I’ll tell you guys all about the messy custody battle that is just beginning some other time. Right now, I’m heading to Sears to get some holiday portraits made of the Two Stinkys.

One resource I didn’t think to mention is the many online parent help websites.

Sophie, this reminds me a lot of my former foster sister! My parents do therapeutic foster care, and have had to deal with a lot of situations just like yours. If you need anybody to talk to I’m sure my mom wouldn’t mind getting in touch with you. :slight_smile:

Sophie, you’ve gotten some great advice already, so I’ll just add a few thoughts.

First, the most important thing you can do for Dyanne is let her know she’s come to a home where she is loved and where she will be given care and protection. If you can show her that, little by little, any “mistakes” you make will be minor in comparison.

Second, it sounds from your OP that you have a partner. Take care of yourselves and take care of each other. Two-year-olds are very demanding and you need to be strong to weather the storms. Give each other an evening or a Sunday afternoon off now and then. Get your mother or someone else you and Dyanne trust to watch her so you and your partner can get away for an evening now and then. A support group for foster parents (either in real life or online) is also something to consider, if you haven’t already found one.

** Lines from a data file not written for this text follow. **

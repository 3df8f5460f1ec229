//! Environment step.
use super::Env;

/// Additional information to `Obs` and `Act`.
pub trait Info {}

impl Info for () {}

/// Represents an action, observation and reward tuple `(a_t, o_t+1, r_t)`
/// with some additional information.
///
/// An environment emits a [`Step`] object at every interaction step.
/// `reward` and `is_done` have one element per environment instance.
pub struct Step<E: Env> {
    /// Action.
    pub act: E::Act,

    /// Observation.
    pub obs: E::Obs,

    /// Reward.
    pub reward: Vec<f32>,

    /// Flag denoting if the episode of each instance ended at this step.
    pub is_done: Vec<i8>,

    /// Information defined by user.
    pub info: E::Info,
}

impl<E: Env> Step<E> {
    /// Constructs a [`Step`] object.
    pub fn new(
        obs: E::Obs,
        act: E::Act,
        reward: Vec<f32>,
        is_done: Vec<i8>,
        info: E::Info,
    ) -> Self {
        Step {
            act,
            obs,
            reward,
            is_done,
            info,
        }
    }

    /// Returns `true` if any instance terminated at this step.
    #[inline]
    pub fn any_done(&self) -> bool {
        self.is_done.iter().any(|&d| d == 1)
    }
}
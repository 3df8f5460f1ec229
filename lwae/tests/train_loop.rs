//! Drives the full training loop against a mock environment.
use anyhow::Result;
use lwae_atari_env::{NullInfo, StackedObs, VecAct};
use lwae_core::{
    record::{BufferedRecorder, Record},
    Env, LatentModel, LatentPolicy, Obs, Policy, Step, Trainer, TrainerConfig,
};
use lwae_tch_agent::{
    agent::{AgentModelConfig, LatentAgent},
    wae::{WaeModel, WaeModelConfig},
};
use std::convert::TryFrom;
use tch::Device;
use tempdir::TempDir;

/// An environment that never terminates and always observes zero frames.
struct MockEnv {
    batch_size: usize,
    n_actions: i64,
}

#[derive(Clone)]
struct MockEnvConfig {
    batch_size: usize,
    n_actions: i64,
}

impl Env for MockEnv {
    type Config = MockEnvConfig;
    type Obs = StackedObs;
    type Act = VecAct;
    type Info = NullInfo;

    fn build(config: &Self::Config, _seed: i64) -> Result<Self> {
        Ok(Self {
            batch_size: config.batch_size,
            n_actions: config.n_actions,
        })
    }

    fn reset(&mut self) -> Result<Self::Obs> {
        Ok(StackedObs::dummy(self.batch_size))
    }

    fn step(&mut self, a: &Self::Act) -> (Step<Self>, Record) {
        let step = Step::new(
            StackedObs::dummy(self.batch_size),
            a.clone(),
            vec![0.0; self.batch_size],
            vec![0; self.batch_size],
            NullInfo,
        );
        (step, Record::empty())
    }

    fn n_actions(&self) -> i64 {
        self.n_actions
    }

    fn n_procs(&self) -> usize {
        self.batch_size
    }
}

fn env_config() -> MockEnvConfig {
    MockEnvConfig {
        batch_size: 2,
        n_actions: 4,
    }
}

fn agent() -> LatentAgent<MockEnv> {
    LatentAgent::build(
        AgentModelConfig::default().n_actions(4),
        0.2,
        Device::Cpu,
    )
}

fn model() -> Result<WaeModel> {
    WaeModel::build(WaeModelConfig::default().z_dim(8), Device::Cpu)
}

fn encoder_params(model: &WaeModel) -> Vec<f32> {
    let vars = model.encoder_var_store().variables();
    let mut names = vars.keys().cloned().collect::<Vec<_>>();
    names.sort();
    names
        .iter()
        .flat_map(|k| Vec::<f32>::try_from(&vars[k].flatten(0, -1)).unwrap())
        .collect()
}

#[test]
fn test_parameters_change_between_steps() -> Result<()> {
    tch::manual_seed(42);
    let mut env = MockEnv::build(&env_config(), 0)?;
    let mut agent = agent();
    let mut model = model()?;

    let obs = env.reset()?;
    let z_a = agent.latent(&obs);
    assert_eq!(z_a.size(), vec![2, 32]);
    model.opt_step(&z_a);
    let after_first = encoder_params(&model);

    let act = agent.sample(&obs);
    let (step, _) = env.step(&act);
    let z_a = agent.latent(&step.obs);
    model.opt_step(&z_a);
    let after_second = encoder_params(&model);

    assert_ne!(after_first, after_second);
    Ok(())
}

#[test]
fn test_epoch_checkpoint_round_trip() -> Result<()> {
    tch::manual_seed(7);
    let dir = TempDir::new("lwae_e2e")?;
    let model_dir = dir.path().join("model");

    let trainer_config = TrainerConfig::default()
        .epochs(1)
        .frames_per_epoch(8)
        .record_interval(1)
        .progress_interval(100)
        .model_dir(model_dir.to_str().unwrap());

    let mut trainer = Trainer::<MockEnv>::build(trainer_config, env_config());
    let mut agent = agent();
    let mut model = model()?;
    let mut recorder = BufferedRecorder::new();

    trainer.train(&mut agent, &mut model, &mut recorder)?;

    assert!(model_dir.join("Q").exists());
    assert!(model_dir.join("P").exists());
    assert!(!recorder.is_empty());

    let mut restored = WaeModel::build(WaeModelConfig::default().z_dim(8), Device::Cpu)?;
    restored.load_params(&model_dir)?;

    for (vs, vs_) in [
        (model.encoder_var_store(), restored.encoder_var_store()),
        (model.decoder_var_store(), restored.decoder_var_store()),
    ] {
        let vars = vs.variables();
        let vars_ = vs_.variables();
        assert_eq!(vars.len(), vars_.len());
        for (name, v) in vars.iter() {
            assert_eq!(v.size(), vars_[name].size());
        }
    }
    Ok(())
}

I can’t help much with the medicine, except to give sympathy. Totnak is getting better from croup, and is supposed to take a certain prescription cough medicine before bedtime. It’s supposed to be fruit flavored and I have an oral syringe to give it to him. But afterwards we’re still both ready for a good nap!

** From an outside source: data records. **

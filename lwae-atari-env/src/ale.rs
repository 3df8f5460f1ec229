//! Safe wrapper of the Arcade Learning Environment.
use c_str_macro::c_str;
use std::ffi::CString;
use std::path::{Path, PathBuf};

/// Actions of the Atari console.
#[derive(Copy, Clone, Debug, num_derive::FromPrimitive)]
#[repr(i32)]
pub enum AleAction {
    Noop = 0,
    Fire = 1,
    Up = 2,
    Right = 3,
    Left = 4,
    Down = 5,
    UpRight = 6,
    UpLeft = 7,
    DownRight = 8,
    DownLeft = 9,
    UpFire = 10,
    RightFire = 11,
    LeftFire = 12,
    DownFire = 13,
    UpRightFire = 14,
    UpLeftFire = 15,
    DownRightFire = 16,
    DownLeftFire = 17,
}

/// Configuration of the emulator.
pub struct AleConfig {
    /// Random seed of the emulator; if 0, set to time.
    pub random_seed: i32,
    /// Average the last 2 frames.
    pub color_averaging: bool,
    /// Emulator-internal frame skip; 1 is no skip.
    pub frame_skip: i32,
    /// Sticky action probability.
    pub repeat_action_probability: f32,
    /// Directory where screens are recorded.
    pub record_screen_dir: Option<PathBuf>,
}

impl Default for AleConfig {
    fn default() -> Self {
        Self {
            random_seed: 0,
            color_averaging: false,
            frame_skip: 1,
            repeat_action_probability: 0.25,
            record_screen_dir: None,
        }
    }
}

/// The emulator of a single game instance.
pub struct Ale {
    inner: *mut atari_env_sys::ALEInterface,
}

// The inner pointer is only touched through &mut self.
unsafe impl Send for Ale {}

impl Drop for Ale {
    fn drop(&mut self) {
        unsafe {
            atari_env_sys::ALE_del(self.inner);
        }
    }
}

impl Ale {
    /// Creates an emulator and loads a ROM.
    pub fn new(rom_path: &Path, config: AleConfig) -> Self {
        let ale = unsafe { atari_env_sys::ALE_new() };
        unsafe {
            atari_env_sys::setInt(ale, c_str!("random_seed").as_ptr(), config.random_seed);
            atari_env_sys::setBool(
                ale,
                c_str!("color_averaging").as_ptr(),
                config.color_averaging,
            );
            atari_env_sys::setInt(ale, c_str!("frame_skip").as_ptr(), config.frame_skip);
            atari_env_sys::setFloat(
                ale,
                c_str!("repeat_action_probability").as_ptr(),
                config.repeat_action_probability,
            );

            if let Some(path) = config.record_screen_dir {
                let path = CString::new(path.to_str().unwrap()).unwrap();
                atari_env_sys::setString(ale, c_str!("record_screen_dir").as_ptr(), path.as_ptr());
            }
            let rom_path = CString::new(rom_path.to_str().unwrap()).unwrap();
            atari_env_sys::loadROM(ale, rom_path.as_ptr());
        }
        unsafe {
            atari_env_sys::reset_game(ale);
        }

        Self { inner: ale }
    }

    /// Returns the actions that have an effect in the loaded game.
    pub fn minimal_actions(&self) -> Vec<AleAction> {
        let n = unsafe { atari_env_sys::getMinimalActionSize(self.inner) } as usize;
        let mut buf = vec![AleAction::Noop; n];
        unsafe {
            atari_env_sys::getMinimalActionSet(self.inner, buf.as_mut_ptr() as *mut i32);
        }
        buf
    }

    /// Returns `true` if the game ended.
    pub fn is_game_over(&self) -> bool {
        unsafe { atari_env_sys::game_over(self.inner) }
    }

    /// Starts a new episode.
    pub fn reset(&mut self) {
        unsafe {
            atari_env_sys::reset_game(self.inner);
        }
    }

    /// Advances the emulator by one action and returns the reward.
    pub fn take_action(&mut self, action: AleAction) -> i32 {
        let ret: ::std::os::raw::c_int = unsafe { atari_env_sys::act(self.inner, action as i32) };
        ret.into()
    }

    /// Remaining lives in the game.
    pub fn lives(&self) -> u32 {
        unsafe { atari_env_sys::lives(self.inner) as u32 }
    }

    /// Width of the screen in pixels.
    pub fn width(&self) -> u32 {
        unsafe { atari_env_sys::getScreenWidth(self.inner) as u32 }
    }

    /// Height of the screen in pixels.
    pub fn height(&self) -> u32 {
        unsafe { atari_env_sys::getScreenHeight(self.inner) as u32 }
    }

    /// Size of an RGB screen buffer in bytes.
    pub fn rgb24_size(&self) -> usize {
        (self.width() as usize) * (self.height() as usize) * 3
    }

    /// Reads the screen as RGB, regardless of endianness.
    pub fn rgb24(&self, buf: &mut [u8]) {
        unsafe {
            atari_env_sys::getScreenRGB2(self.inner, buf.as_mut_ptr());
        }
    }
}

I have no advice to offer - you’ve gotten some great input from others here. I heartily endorse offering choices - that’s excellent training for future decision making as well as a bit of control that a 2 y/o can handle.

I admire you for taking on this challenge and I wish you the best. Sounds like these are two lucky kids. Do your best to keep a sense of humor and trust your instincts. Happy thoughts and good vibes coming your way!

-Michelle

A few more thoughts.

We kept a small package of M & M’s next to the kids prescriptions. If they took the medicine without spitting them out they received two or three M & M’s. (M & M’s were also handy for teaching colors.)

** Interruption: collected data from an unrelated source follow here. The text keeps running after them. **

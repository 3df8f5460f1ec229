//! Frozen agent and latent autoencoder implemented with [tch](https://crates.io/crates/tch).
pub mod agent;
pub mod explorer;
pub mod mmd;
pub mod model;
pub mod opt;
pub mod util;
pub mod wae;
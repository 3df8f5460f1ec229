//! The frozen pretrained agent.
//!
//! The agent is used only through its read-only inference surface: the
//! latent batch it produces for a stacked observation and the action
//! distribution of its policy head. Its parameters are loaded once from a
//! checkpoint and never updated.
mod base;
mod config;

pub use base::{AgentModel, LatentAgent};
pub use config::AgentModelConfig;
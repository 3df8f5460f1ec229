//! Types for recording training metrics.
//!
//! [`Record`] is a key-value container filled by the objects in the training
//! loop; a [`Recorder`] decides where those values end up. The trainer only
//! depends on the trait, so the output destination is swappable.
mod base;
mod buffered_recorder;
mod null_recorder;
mod recorder;

pub use base::{Record, RecordValue};
pub use buffered_recorder::BufferedRecorder;
pub use null_recorder::NullRecorder;
pub use recorder::Recorder;
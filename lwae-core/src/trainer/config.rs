//! Configuration of [`Trainer`](super::Trainer).
use anyhow::Result;
use serde::{Deserialize, Serialize};
use std::{
    fs::File,
    io::{BufReader, Write},
    path::Path,
};

/// Configuration of [`Trainer`](super::Trainer).
#[derive(Debug, Deserialize, Serialize, PartialEq, Clone)]
pub struct TrainerConfig {
    /// The number of epochs.
    pub epochs: usize,

    /// Simulated frames per epoch, summed over all environment instances.
    pub frames_per_epoch: usize,

    /// Interval of recording losses in steps.
    pub record_interval: usize,

    /// Interval of reporting progress in steps.
    pub progress_interval: usize,

    /// Where to save the trained model.
    pub model_dir: Option<String>,
}

impl Default for TrainerConfig {
    fn default() -> Self {
        Self {
            epochs: 15,
            frames_per_epoch: 1_000_000,
            record_interval: 20,
            progress_interval: 300,
            model_dir: None,
        }
    }
}

impl TrainerConfig {
    /// Sets the number of epochs.
    pub fn epochs(mut self, v: usize) -> Self {
        self.epochs = v;
        self
    }

    /// Sets the number of simulated frames per epoch.
    pub fn frames_per_epoch(mut self, v: usize) -> Self {
        self.frames_per_epoch = v;
        self
    }

    /// Sets the interval of recording losses in steps.
    pub fn record_interval(mut self, v: usize) -> Self {
        self.record_interval = v;
        self
    }

    /// Sets the interval of reporting progress in steps.
    pub fn progress_interval(mut self, v: usize) -> Self {
        self.progress_interval = v;
        self
    }

    /// Sets the directory where model parameters are saved after each epoch.
    pub fn model_dir(mut self, model_dir: impl Into<String>) -> Self {
        self.model_dir = Some(model_dir.into());
        self
    }

    /// Constructs [`TrainerConfig`] from a YAML file.
    pub fn load(path: impl AsRef<Path>) -> Result<Self> {
        let file = File::open(path)?;
        let rdr = BufReader::new(file);
        let b = serde_yaml::from_reader(rdr)?;
        Ok(b)
    }

    /// Saves [`TrainerConfig`].
    pub fn save(&self, path: impl AsRef<Path>) -> Result<()> {
        let mut file = File::create(path)?;
        file.write_all(serde_yaml::to_string(&self)?.as_bytes())?;
        Ok(())
    }
}

#[cfg(test)]
mod tests {
    use super::*;
    use tempdir::TempDir;

    #[test]
    fn test_serde_trainer_config() -> Result<()> {
        let config = TrainerConfig::default()
            .epochs(2)
            .frames_per_epoch(1000)
            .model_dir("some/directory");

        let dir = TempDir::new("trainer_config")?;
        let path = dir.path().join("trainer_config.yaml");

        config.save(&path)?;
        let config_ = TrainerConfig::load(&path)?;
        assert_eq!(config, config_);
        Ok(())
    }
}
use crate::{model::SubModel, util::OutDim};
use serde::{Deserialize, Serialize};
use tch::{nn, nn::ModuleT, Device, Tensor};

/// Configuration of [`Decoder`].
#[derive(Debug, Deserialize, Serialize, PartialEq, Clone)]
pub struct DecoderConfig {
    pub(super) in_dim: i64,
    pub(super) units: Vec<i64>,
    pub(super) out_dim: i64,
}

impl DecoderConfig {
    /// Constructs a configuration.
    pub fn new(in_dim: i64, units: Vec<i64>, out_dim: i64) -> Self {
        Self {
            in_dim,
            units,
            out_dim,
        }
    }
}

impl Default for DecoderConfig {
    fn default() -> Self {
        Self {
            in_dim: 16,
            units: vec![32, 32],
            out_dim: 32,
        }
    }
}

impl OutDim for DecoderConfig {
    fn get_out_dim(&self) -> i64 {
        self.out_dim
    }

    fn set_out_dim(&mut self, out_dim: i64) {
        self.out_dim = out_dim;
    }
}

/// Reconstructs the agent's latent vector from the normalized code.
pub struct Decoder {
    device: Device,
    seq: nn::SequentialT,
}

impl Decoder {
    fn create_net(var_store: &nn::VarStore, config: &DecoderConfig) -> nn::SequentialT {
        let p = &(var_store.root() / "decoder");
        let mut seq = nn::seq_t();
        let mut in_dim = config.in_dim;

        for (i, &out_dim) in config.units.iter().enumerate() {
            seq = seq
                .add(nn::linear(
                    p / format!("l{}", i),
                    in_dim,
                    out_dim,
                    Default::default(),
                ))
                .add(nn::batch_norm1d(
                    p / format!("bn{}", i),
                    out_dim,
                    Default::default(),
                ))
                .add_fn(|x| x.leaky_relu());
            in_dim = out_dim;
        }

        seq.add(nn::linear(
            p / format!("l{}", config.units.len()),
            in_dim,
            config.out_dim,
            Default::default(),
        ))
    }
}

impl SubModel for Decoder {
    type Config = DecoderConfig;
    type Input = Tensor;
    type Output = Tensor;

    fn forward(&self, x: &Self::Input, train: bool) -> Tensor {
        self.seq.forward_t(&x.to(self.device), train)
    }

    fn build(var_store: &nn::VarStore, config: Self::Config) -> Self {
        let device = var_store.device();
        let seq = Self::create_net(var_store, &config);

        Self { device, seq }
    }
}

I didn’t think of this until I saw the other posts, but the high chair could indeed be the problem. My oldest was out of the high chair before he was two. Our table has two chairs and an L shaped bench, so we weren’t worried he’d tip a chair or fall of, because the bench was backed by a wall. Additionally, it’s possible that she was left confined in the high chair for extended periods of time either as discipline or because of neglect. I second and third the poster(s) who already suggested a booster seat.

I used several different ways to cope depending on the situation. As you get familiar with her you will be abe to tell when one is likely to be coming, most frequently I would redirect his attention so as to dissolve any oncoming fits. This was effective if he was about to lose it over what toy another child had or possesive type situations. At home when the tantrum or whining was about something he wanted I did not give in and I simply ignored him. An example of this would be not wanting to put shoes on to go out. No shoes, no going out and no amount of whining or tantrum was going to change my mind. As he grew older I used time outs if the tantrum came during a “fun” activity. Two minutes per year of age having to go to the other room, or sit on the steps and watch the others having fun while they played nicely.

And finally for the "trick that worked best for me, I would wrap my arms around them in a hug and whisper gentle words in their ear. Think about it, your child has to stop crying or screaming to hear what you are saying. It was amazingly effective for me. He was simply too curious about what I might say not to hush and try to hear. I would often say something like, I love you and I can tell you are mad (tired or hungry). Sometimes even softly singing or crooning a lullabye as well. Just quietly reassuring them that I loved them and wanted to e understanding of their feelings.